Ritirata

Scade oggi l’ultimatum dei barboni in gonnella per lasciare la ridente Kabul. Abbiamo visto le forze NATO e l’esercito più caro e presumibilmente potente del mondo scappare a gambe levate, nemmeno fosse Hanoi. Il risultato è una figuraccia di proporzioni epiche, quasi quanto l’esborso di denaro degli ultimi vent’anni per curare un Paese che non si sa più nemmeno bene di cosa sia malato. L’Afghanistan si conferma come un fortino inespugnabile, mentre gli Stati Uniti vedono traballare sempre di più la loro leadership mondiale e Biden non sembra in grado di parare il colpo. Tra le tante voci inutili dei politici di mezzo mondo, solo Angela Merkel ha sollevato la questione più importante: che siamo stati a fare 20 anni in Afghanistan, esattamente?

Nonostante l’impressionante dispiegamento di uomini e mezzi – questi ultimi lasciati in regalo ai Talebani – l’Afghanistan è rimasto un paese povero, affamato, distrutto e lacerato da una guerra civile infinita e da un fondamentalismo ignorante e impermeabile a ogni afflato di civiltà.
Forse è davvero venuta l’ora di rassegnarci all’egemonia cinese e al ricatto arabo, entrambi scenari incompatibili con l’esistenza degli Stati Uniti come potenza di riferimento, ma anche con la nostra.

L’unica speranza è che l’Europa, una volta tanto, faccia il suo dovere di culla della civiltà e cominci a dettare i nostri principi agli altri, cominci a comportarsi da potenza economica, politica, militare e di intelligence coesa, unita sotto una stessa bandiera che significa cultura, umanesimo e rispetto. Non possiamo più aspettare di capire di chi saremo vassalli la prossima volta, è ora che l’Europa si doti di un governo federale unico, con un presidente vero, eletto da tutti i popoli che abbia potere sulle scelte ambientali, militari, macroeconomiche e di politica estera, lasciando ai governi degli stati federati il compito di governare gli affari correnti. Solo in questo modo potremo dire la nostra in maniera convincente, tornando a diventari autori della Storia ed evitare che la scelta dell’umanità debba ricadere tra un cowboy attempato, un contadino sanguinario e un pastore invasato, con tutto il rispetto per le tre categorie.

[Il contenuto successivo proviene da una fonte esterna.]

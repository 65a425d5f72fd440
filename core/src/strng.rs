//! A cheaply-clonable interned string, used anywhere a hostname, scheme, or
//! other small identifier is passed around and compared often.

use std::borrow::Borrow;
use std::fmt;
use std::ops::Deref;
use std::sync::Arc;

#[derive(Clone, Eq, PartialEq, Ord, PartialOrd, Hash, serde::Serialize, serde::Deserialize)]
#[serde(transparent)]
pub struct Strng(Arc<str>);

pub fn new(s: impl AsRef<str>) -> Strng {
	Strng(Arc::from(s.as_ref()))
}

impl Strng {
	pub fn as_str(&self) -> &str {
		&self.0
	}
}

impl Deref for Strng {
	type Target = str;
	fn deref(&self) -> &str {
		&self.0
	}
}

impl Borrow<str> for Strng {
	fn borrow(&self) -> &str {
		&self.0
	}
}

impl From<&str> for Strng {
	fn from(value: &str) -> Self {
		new(value)
	}
}

impl From<String> for Strng {
	fn from(value: String) -> Self {
		Strng(Arc::from(value.as_str()))
	}
}

impl fmt::Display for Strng {
	fn fmt(&self, f: &mut fmt::Formatter<'_>) -> fmt::Result {
		f.write_str(&self.0)
	}
}

impl fmt::Debug for Strng {
	fn fmt(&self, f: &mut fmt::Formatter<'_>) -> fmt::Result {
		fmt::Debug::fmt(&self.0, f)
	}
}
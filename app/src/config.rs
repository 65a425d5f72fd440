//! The enumerated configuration options (§6): loaded from a YAML or JSON
//! file, or an inline string, the way `agentgateway-app` loads its own
//! config — `serde_yaml` first (a superset of JSON), falling back to
//! `serde_json` for a friendlier error message on a pure-JSON document.

use std::collections::HashSet;
use std::net::SocketAddr;
use std::path::PathBuf;
use std::time::Duration;

use serde::Deserialize;

fn default_listen_addr() -> SocketAddr {
	"127.0.0.1:1080".parse().unwrap()
}

fn default_max_redirects() -> u32 {
	20
}

fn default_idle_connection_timeout_seconds() -> u64 {
	30
}

fn default_retransmittable_on_wire_timeout_ms() -> u64 {
	200
}

#[derive(Debug, Clone, Deserialize)]
#[serde(default)]
pub struct Config {
	/// Address the front door listens on.
	#[serde(default = "default_listen_addr")]
	pub listen_addr: SocketAddr,

	/// Permit QUIC at all.
	pub enable_quic: bool,

	/// See the Transport-Race Controller's confirmation gate.
	pub require_confirmation: bool,

	/// Not used by the core pump; consumed by a host embedding the facade.
	#[serde(default = "default_max_redirects")]
	pub max_redirects: u32,

	/// Session Pool idle eviction.
	#[serde(default = "default_idle_connection_timeout_seconds")]
	pub idle_connection_timeout_seconds: u64,

	/// QUIC keepalive.
	#[serde(default = "default_retransmittable_on_wire_timeout_ms")]
	pub retransmittable_on_wire_timeout_ms: u64,

	/// Whether an RTO-timeout on a QUIC session marks its Alt-Service Entry
	/// broken.
	pub mark_broken_when_network_blackholes: bool,

	/// Governs post-failure fallback to the primary transport.
	pub retry_without_alt_svc_on_quic_errors: bool,

	/// If non-empty, only these hosts may use QUIC.
	pub quic_host_allowlist: HashSet<String>,

	/// Log output format: `plain` or `json`.
	pub log_format: String,
}

impl Default for Config {
	fn default() -> Self {
		Self {
			listen_addr: default_listen_addr(),
			enable_quic: false,
			require_confirmation: false,
			max_redirects: default_max_redirects(),
			idle_connection_timeout_seconds: default_idle_connection_timeout_seconds(),
			retransmittable_on_wire_timeout_ms: default_retransmittable_on_wire_timeout_ms(),
			mark_broken_when_network_blackholes: false,
			retry_without_alt_svc_on_quic_errors: false,
			quic_host_allowlist: HashSet::new(),
			log_format: "plain".to_string(),
		}
	}
}

impl Config {
	pub fn idle_connection_timeout(&self) -> Duration {
		Duration::from_secs(self.idle_connection_timeout_seconds)
	}

	pub fn retransmittable_on_wire_timeout(&self) -> Duration {
		Duration::from_millis(self.retransmittable_on_wire_timeout_ms)
	}

	pub fn quic_allowed_for(&self, host: &str) -> bool {
		self.enable_quic && (self.quic_host_allowlist.is_empty() || self.quic_host_allowlist.contains(host))
	}
}

/// Parses `contents` as the configuration document, preferring YAML (a
/// strict superset of JSON) and falling back to JSON's own parser so a
/// malformed JSON document gets a JSON-shaped error message.
pub fn parse_config(contents: &str) -> anyhow::Result<Config> {
	if contents.trim().is_empty() {
		return Ok(Config::default());
	}
	match serde_yaml::from_str(contents) {
		Ok(cfg) => Ok(cfg),
		Err(yaml_err) => serde_json::from_str(contents)
			.map_err(|json_err| anyhow::anyhow!("invalid configuration (yaml: {yaml_err}; json: {json_err})")),
	}
}

pub async fn load_from_file(path: &PathBuf) -> anyhow::Result<Config> {
	let contents = fs_err::tokio::read_to_string(path).await?;
	parse_config(&contents)
}

#[cfg(test)]
mod tests {
	use super::*;

	#[test]
	fn empty_document_yields_defaults() {
		let cfg = parse_config("").unwrap();
		assert!(!cfg.enable_quic);
		assert_eq!(cfg.max_redirects, 20);
	}

	#[test]
	fn yaml_document_overrides_selected_fields() {
		let cfg = parse_config("enable_quic: true\nquic_host_allowlist: [a.example.com]\n").unwrap();
		assert!(cfg.enable_quic);
		assert!(cfg.quic_allowed_for("a.example.com"));
		assert!(!cfg.quic_allowed_for("b.example.com"));
	}

	#[test]
	fn json_document_is_also_accepted() {
		let cfg = parse_config(r#"{"require_confirmation": true}"#).unwrap();
		assert!(cfg.require_confirmation);
	}

	#[test]
	fn malformed_document_is_rejected() {
		assert!(parse_config("enable_quic: [unterminated").is_err());
	}
}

Finché gli europei non smetteranno di dividersi tra nazioni, regioni o addirittura comuni, resteremo in balìa del fato, senza poter scegliere il nostro destino, piuttosto ironico per gli inventori dell’Odissea. Le istituzioni europee devono fare un ultimo passo, il più difficile certo, perché gli europei, è vero, siamo vecchi, abitudinari, diffidenti, legati alle tradizioni. Ma proprio l’amore per quelle tradizioni che solo 150 anni fa ci ha portato a combattere tra noi, oggi, dev’essere la ragione primaria per fondare definitivamente gli Stati uniti d’Europa, un continente non vecchio, ma antico, non conservatore, ma saggio, non impaurito, ma impavido e cosciente del suo valore storico e morale ancor prima che economico. Finché non faremo questo salto, saranno gli altri a decidere cosa sia giusto e cosa no, cosa sia etico e cosa no, cosa sia sacro e cosa no e a me, a noi europei, non piace affatto.